ASSIGNED TASK
Search the entries below for the string "match" and copy the lines that hold it.

(Saved data entries)
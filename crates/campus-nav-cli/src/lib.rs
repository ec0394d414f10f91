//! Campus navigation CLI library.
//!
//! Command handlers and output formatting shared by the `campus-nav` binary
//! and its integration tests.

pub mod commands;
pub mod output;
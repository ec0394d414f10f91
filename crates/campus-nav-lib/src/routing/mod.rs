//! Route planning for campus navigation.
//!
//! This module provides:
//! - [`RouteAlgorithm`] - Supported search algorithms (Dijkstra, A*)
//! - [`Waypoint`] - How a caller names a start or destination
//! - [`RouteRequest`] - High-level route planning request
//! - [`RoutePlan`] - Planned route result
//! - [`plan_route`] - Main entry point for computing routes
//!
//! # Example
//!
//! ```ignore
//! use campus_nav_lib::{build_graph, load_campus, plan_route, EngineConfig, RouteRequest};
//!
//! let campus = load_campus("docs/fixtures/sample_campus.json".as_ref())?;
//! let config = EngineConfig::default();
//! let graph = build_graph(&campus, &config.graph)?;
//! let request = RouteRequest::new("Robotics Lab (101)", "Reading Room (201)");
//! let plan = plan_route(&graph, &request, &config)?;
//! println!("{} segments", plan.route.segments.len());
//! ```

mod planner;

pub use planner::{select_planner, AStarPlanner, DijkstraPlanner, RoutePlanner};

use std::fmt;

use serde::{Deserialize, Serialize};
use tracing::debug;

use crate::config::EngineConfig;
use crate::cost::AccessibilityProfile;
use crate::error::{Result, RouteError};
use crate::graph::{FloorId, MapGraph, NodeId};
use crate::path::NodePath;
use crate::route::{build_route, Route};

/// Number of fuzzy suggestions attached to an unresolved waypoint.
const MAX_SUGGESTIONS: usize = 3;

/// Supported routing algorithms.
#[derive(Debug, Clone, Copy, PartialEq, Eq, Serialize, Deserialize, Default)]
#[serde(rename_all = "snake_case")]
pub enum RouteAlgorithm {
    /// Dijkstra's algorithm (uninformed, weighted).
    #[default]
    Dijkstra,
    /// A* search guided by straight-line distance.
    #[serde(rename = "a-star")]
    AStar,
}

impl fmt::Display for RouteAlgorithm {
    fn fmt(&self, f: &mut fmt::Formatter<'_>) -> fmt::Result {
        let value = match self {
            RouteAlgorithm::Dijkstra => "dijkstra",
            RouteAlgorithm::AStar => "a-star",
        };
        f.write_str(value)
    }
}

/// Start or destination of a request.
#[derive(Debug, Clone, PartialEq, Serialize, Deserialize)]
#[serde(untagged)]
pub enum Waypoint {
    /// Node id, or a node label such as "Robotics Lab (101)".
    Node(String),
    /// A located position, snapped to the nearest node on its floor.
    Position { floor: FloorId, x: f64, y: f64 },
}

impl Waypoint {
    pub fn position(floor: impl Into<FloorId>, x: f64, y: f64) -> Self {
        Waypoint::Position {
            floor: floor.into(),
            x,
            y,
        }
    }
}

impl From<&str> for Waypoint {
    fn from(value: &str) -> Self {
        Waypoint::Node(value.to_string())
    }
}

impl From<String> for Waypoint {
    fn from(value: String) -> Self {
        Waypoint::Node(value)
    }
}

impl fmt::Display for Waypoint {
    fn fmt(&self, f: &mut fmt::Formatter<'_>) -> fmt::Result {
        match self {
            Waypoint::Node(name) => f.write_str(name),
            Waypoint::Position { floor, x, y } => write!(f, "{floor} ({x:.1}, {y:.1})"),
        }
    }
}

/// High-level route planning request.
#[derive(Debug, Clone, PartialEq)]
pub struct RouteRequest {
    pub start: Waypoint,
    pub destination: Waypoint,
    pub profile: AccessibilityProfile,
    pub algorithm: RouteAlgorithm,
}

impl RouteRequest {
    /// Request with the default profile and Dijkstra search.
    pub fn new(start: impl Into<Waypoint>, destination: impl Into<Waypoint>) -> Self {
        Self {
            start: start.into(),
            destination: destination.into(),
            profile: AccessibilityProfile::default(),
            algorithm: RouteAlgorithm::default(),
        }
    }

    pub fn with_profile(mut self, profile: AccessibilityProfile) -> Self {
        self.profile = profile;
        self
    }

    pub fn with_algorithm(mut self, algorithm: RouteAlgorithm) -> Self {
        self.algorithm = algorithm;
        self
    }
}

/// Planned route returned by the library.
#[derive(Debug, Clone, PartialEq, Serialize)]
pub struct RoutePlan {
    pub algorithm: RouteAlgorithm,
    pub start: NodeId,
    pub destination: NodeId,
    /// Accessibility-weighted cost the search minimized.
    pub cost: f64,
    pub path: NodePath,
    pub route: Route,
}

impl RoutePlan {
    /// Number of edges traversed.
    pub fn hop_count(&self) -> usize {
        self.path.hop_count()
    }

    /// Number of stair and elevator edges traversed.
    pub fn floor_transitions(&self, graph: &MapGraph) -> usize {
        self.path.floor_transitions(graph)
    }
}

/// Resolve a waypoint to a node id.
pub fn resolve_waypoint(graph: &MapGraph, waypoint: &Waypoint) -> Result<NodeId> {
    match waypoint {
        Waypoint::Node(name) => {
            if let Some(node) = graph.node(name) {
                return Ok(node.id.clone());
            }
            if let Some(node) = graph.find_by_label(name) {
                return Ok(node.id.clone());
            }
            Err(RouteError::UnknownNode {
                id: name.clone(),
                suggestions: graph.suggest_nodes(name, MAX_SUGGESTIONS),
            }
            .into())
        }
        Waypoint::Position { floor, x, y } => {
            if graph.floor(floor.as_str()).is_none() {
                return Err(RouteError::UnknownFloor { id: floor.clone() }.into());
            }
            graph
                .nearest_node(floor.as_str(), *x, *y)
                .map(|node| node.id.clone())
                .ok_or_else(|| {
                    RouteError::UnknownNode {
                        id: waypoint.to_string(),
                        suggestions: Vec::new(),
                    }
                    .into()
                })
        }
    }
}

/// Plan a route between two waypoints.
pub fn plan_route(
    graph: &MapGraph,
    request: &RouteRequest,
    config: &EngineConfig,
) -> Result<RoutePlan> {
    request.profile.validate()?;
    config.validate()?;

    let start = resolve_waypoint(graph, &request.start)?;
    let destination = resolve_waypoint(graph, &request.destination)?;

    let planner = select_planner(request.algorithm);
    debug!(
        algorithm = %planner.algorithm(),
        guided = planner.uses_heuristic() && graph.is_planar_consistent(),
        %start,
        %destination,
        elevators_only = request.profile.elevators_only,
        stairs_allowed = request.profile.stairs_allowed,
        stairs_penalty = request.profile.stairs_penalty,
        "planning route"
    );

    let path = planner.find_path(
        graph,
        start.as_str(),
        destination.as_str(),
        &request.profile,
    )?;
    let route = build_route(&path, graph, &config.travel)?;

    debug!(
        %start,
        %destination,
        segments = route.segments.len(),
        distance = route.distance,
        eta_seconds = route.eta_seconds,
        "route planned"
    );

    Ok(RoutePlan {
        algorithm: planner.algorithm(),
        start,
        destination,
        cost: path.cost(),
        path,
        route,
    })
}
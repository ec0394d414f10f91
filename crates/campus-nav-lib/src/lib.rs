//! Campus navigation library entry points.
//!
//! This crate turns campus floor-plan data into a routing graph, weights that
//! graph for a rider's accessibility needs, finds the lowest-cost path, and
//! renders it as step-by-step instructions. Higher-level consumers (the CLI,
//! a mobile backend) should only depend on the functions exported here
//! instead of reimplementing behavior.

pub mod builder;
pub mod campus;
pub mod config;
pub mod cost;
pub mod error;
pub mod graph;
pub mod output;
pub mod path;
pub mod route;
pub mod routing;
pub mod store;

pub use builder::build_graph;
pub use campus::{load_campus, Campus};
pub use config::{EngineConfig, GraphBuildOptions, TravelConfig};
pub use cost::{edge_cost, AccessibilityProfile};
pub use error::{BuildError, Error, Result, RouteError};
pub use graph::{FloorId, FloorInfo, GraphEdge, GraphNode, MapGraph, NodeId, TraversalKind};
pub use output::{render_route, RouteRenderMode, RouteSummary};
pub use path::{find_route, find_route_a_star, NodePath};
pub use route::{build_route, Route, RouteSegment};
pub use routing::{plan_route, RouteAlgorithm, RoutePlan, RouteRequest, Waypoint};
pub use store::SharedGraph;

EXERCISE OUTPUT
        let value = match self {
        match self {
    match waypoint {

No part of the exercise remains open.